Adopting lessons from the Tobacco Playbook
The tobacco industry had a playbook, a script, that emphasized personal responsibility, paying scientists who delivered research that instilled doubt, criticizing the “junk” science that found harms associated with smoking, making self-regulatory pledges, lobbying with massive resources to stifle government action, introducing “safer” products, and simultaneously manipulating and denying both the addictive nature of their products and their marketing to children.
From Dorfman et al:
"Tobacco companies launched CSR campaigns to rehabilitate themselves with the public when their image had been tarnished [20]. Because the most comprehensive initiatives were introduced well after intense public outcry, however, their CSR efforts struggled to achieve their aims [42]. As soda denormalization is nascent, soda companies may enjoy benefits from CSR that Big Tobacco labored to accomplish. In addition to effectively preempting regulation and maintaining its favorable position with the public, the soda industry's CSR tactics may also entice today's young people to become brand-loyal lifetime consumers, an outcome that current social norms dictate Big Tobacco cannot explicitly seek.
Without sustained denormalization of soda, it will be harder for public health advocates to see why partnering with industry may further the companies' goals more than their own.
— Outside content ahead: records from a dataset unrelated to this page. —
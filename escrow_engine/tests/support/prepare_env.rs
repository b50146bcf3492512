use std::path::Path;

use log::*;
use sqlx::{migrate, migrate::MigrateDatabase, Sqlite};

use escrow_engine::SqliteDatabase;

pub async fn prepare_test_env(url: &str) {
    dotenvy::from_filename(".env.test").ok();
    let _ = env_logger::try_init();
    debug!("🚀️ Logging initialised");
    create_database(url).await;
    run_migrations(url).await;
}

pub fn random_db_path() -> String {
    let _ = std::fs::create_dir_all("../data");
    format!("sqlite://../data/test_store_{}", rand::random::<u64>())
}

pub async fn run_migrations(url: &str) {
    let db = SqliteDatabase::new_with_url(url, 5).await.expect("Error creating connection to database");
    migrate!("./src/sqlite/migrations").run(db.pool()).await.expect("Error running DB migrations");
    info!("🚀️ Migrations complete");
}

pub async fn create_database<P: AsRef<Path>>(path: P) {
    let p = path.as_ref().as_os_str().to_str().unwrap();
    if let Err(e) = Sqlite::drop_database(p).await {
        warn!("Error dropping database {p}: {e:?}");
    }
    Sqlite::create_database(p).await.expect("Error creating database");
    info!("Created Sqlite database {p}");
}
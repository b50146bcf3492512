use std::{env, env::VarError};

/// There's no real CLI for the server, so just do quick 'n dirty
pub fn handle_command_line_args() -> bool {
    let has_cli_args = env::args().count() > 1;
    if has_cli_args {
        // We don't expect any CLI args, so always print the help
        display_readme();
        display_envs();
    }
    has_cli_args
}

fn display_readme() {
    const README: &str = include_str!("./cli-help.txt");
    println!("\n{README}\n");
}

fn display_envs() {
    // Be explicit about which envars to print, so as to avoid accidentally exposing secrets
    const DISPLAY_ENVS: [&str; 7] = [
        "RUST_LOG",
        "TES_HOST",
        "TES_PORT",
        "TES_DATABASE_URL",
        "TES_ESCROW_EMAIL_DOMAIN",
        "TES_USE_X_FORWARDED_FOR",
        "TES_USE_FORWARDED",
    ];

    println!("Current environment values:");
    DISPLAY_ENVS.iter().for_each(|&name| {
        let val = match env::var(name) {
            Ok(s) => s,
            Err(VarError::NotPresent) => "Not set".into(),
            Err(VarError::NotUnicode(s)) => format!("Invalid value: {}", s.to_string_lossy()),
        };
        println!("  {name:<30} {val:<15}");
    })
}
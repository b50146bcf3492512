use actix_web::{
    error::ResponseError,
    http::{header::ContentType, StatusCode},
    HttpResponse,
};
use escrow_engine::traits::EscrowDatabaseError;
use thiserror::Error;

#[derive(Debug, Error)]
pub enum ServerError {
    #[error("Could not initialize server. {0}")]
    InitializeError(String),
    #[error("An error occurred on the backend of the server. {0}")]
    BackendError(String),
    #[error("Could not read request body: {0}")]
    InvalidRequestBody(String),
    #[error("An I/O error happened in the server. {0}")]
    IOError(#[from] std::io::Error),
    #[error("The data was not found. {0}")]
    NoRecordFound(String),
    #[error("UnspecifiedError. {0}")]
    Unspecified(String),
}

impl ResponseError for ServerError {
    fn status_code(&self) -> StatusCode {
        match self {
            Self::InvalidRequestBody(_) => StatusCode::BAD_REQUEST,
            Self::NoRecordFound(_) => StatusCode::NOT_FOUND,
            Self::InitializeError(_) => StatusCode::INTERNAL_SERVER_ERROR,
            Self::BackendError(_) => StatusCode::INTERNAL_SERVER_ERROR,
            Self::IOError(_) => StatusCode::INTERNAL_SERVER_ERROR,
            Self::Unspecified(_) => StatusCode::INTERNAL_SERVER_ERROR,
        }
    }

    fn error_response(&self) -> HttpResponse {
        HttpResponse::build(self.status_code())
            .insert_header(ContentType::json())
            .body(serde_json::json!({ "error": self.to_string() }).to_string())
    }
}

impl From<EscrowDatabaseError> for ServerError {
    fn from(e: EscrowDatabaseError) -> Self {
        match e {
            EscrowDatabaseError::ListingNotFound(id) => Self::NoRecordFound(format!("Listing {id} does not exist")),
            e => Self::BackendError(e.to_string()),
        }
    }
}
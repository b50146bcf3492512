//! Maps each [`Platform`] to its parse function.
//!
//! The registry is a plain dispatch table. Platforms without a dedicated entry fall back to [`parse_generic`],
//! and the table is injectable so tests (or alternative deployments) can swap individual parsers without touching
//! the dispatch logic.

use std::collections::HashMap;

use log::debug;

use super::{
    detect_platform,
    platforms::{parse_axs, parse_generic, parse_stubhub, parse_ticketmaster},
    ParseError,
    ParsedTransfer,
};
use crate::db_types::Platform;

/// The signature every platform parser satisfies: `(body, subject) -> ParsedTransfer`.
pub type ParserFn = fn(&str, &str) -> Result<ParsedTransfer, ParseError>;

pub struct ParserRegistry {
    parsers: HashMap<Platform, ParserFn>,
    fallback: ParserFn,
}

impl Default for ParserRegistry {
    fn default() -> Self {
        let mut parsers: HashMap<Platform, ParserFn> = HashMap::new();
        parsers.insert(Platform::Ticketmaster, parse_ticketmaster);
        parsers.insert(Platform::Axs, parse_axs);
        parsers.insert(Platform::StubHub, parse_stubhub);
        Self { parsers, fallback: parse_generic }
    }
}

impl ParserRegistry {
    /// Builds a registry from an explicit parser table. Platforms not in the table use `fallback`.
    pub fn new(parsers: HashMap<Platform, ParserFn>, fallback: ParserFn) -> Self {
        Self { parsers, fallback }
    }

    /// Replaces (or adds) the parser for a single platform.
    pub fn register(&mut self, platform: Platform, parser: ParserFn) {
        self.parsers.insert(platform, parser);
    }

    /// The parser that will handle `platform` — a dedicated entry if one exists, the fallback otherwise.
    pub fn parser_for(&self, platform: Platform) -> ParserFn {
        self.parsers.get(&platform).copied().unwrap_or(self.fallback)
    }

    /// Parses a single email end to end: pick the platform (an explicit `hint` wins over content detection),
    /// look up the parser and run it.
    pub fn parse_email(
        &self,
        body: &str,
        subject: &str,
        from: &str,
        hint: Option<Platform>,
    ) -> Result<ParsedTransfer, ParseError> {
        let platform = hint.unwrap_or_else(|| detect_platform(from, body));
        debug!("📨️ Email from {from} dispatched to the {platform} parser");
        let mut parsed = self.parser_for(platform)(body, subject)?;
        // The fallback parser reports Other; re-tag so the audit trail records what was detected.
        parsed.platform = platform;
        Ok(parsed)
    }
}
While tobacco denormalization was facilitated by litigation, which used the discovery process to procure internal documents revealing the industry's duplicitous intent, it is possible to respond to the soda industry without a “smoking gun.”
For example, one instance of tobacco industry denormalization that did not rely on internal documents was the revelation that PM spent more on publicizing its charitable efforts than it spent on the charities itself, which exposed the cynical nature of Big Tobacco's CSR [114]. The Refresh Project's $20 million price tag, and the statements from company representatives, give public health advocates a similar opportunity to argue that this is marketing, not philanthropy [115].
Such criticism appeared in a Lancet editorial, which stated that the U.K.'s Change4Life should have avoided “ill-judged partnerships with companies that fuel obesity” [116]. Research on the health harms of sugary beverages can help advocates name these products as one of the “biggest culprits” [117] behind the obesity crisis.
Emerging science on the addictiveness [118] and toxicity [119] of sugar, especially when combined with the known addictive properties of caffeine found in many sugary beverages, should further heighten awareness of the product's public health threat similar to the understanding about the addictiveness of tobacco products.
Public health advocates must continue to monitor the CSR activities of soda companies, and remind the public and policymakers that, similar to Big Tobacco, soda industry CSR aims to position the companies, and their products, as socially acceptable rather than contributing to a social ill."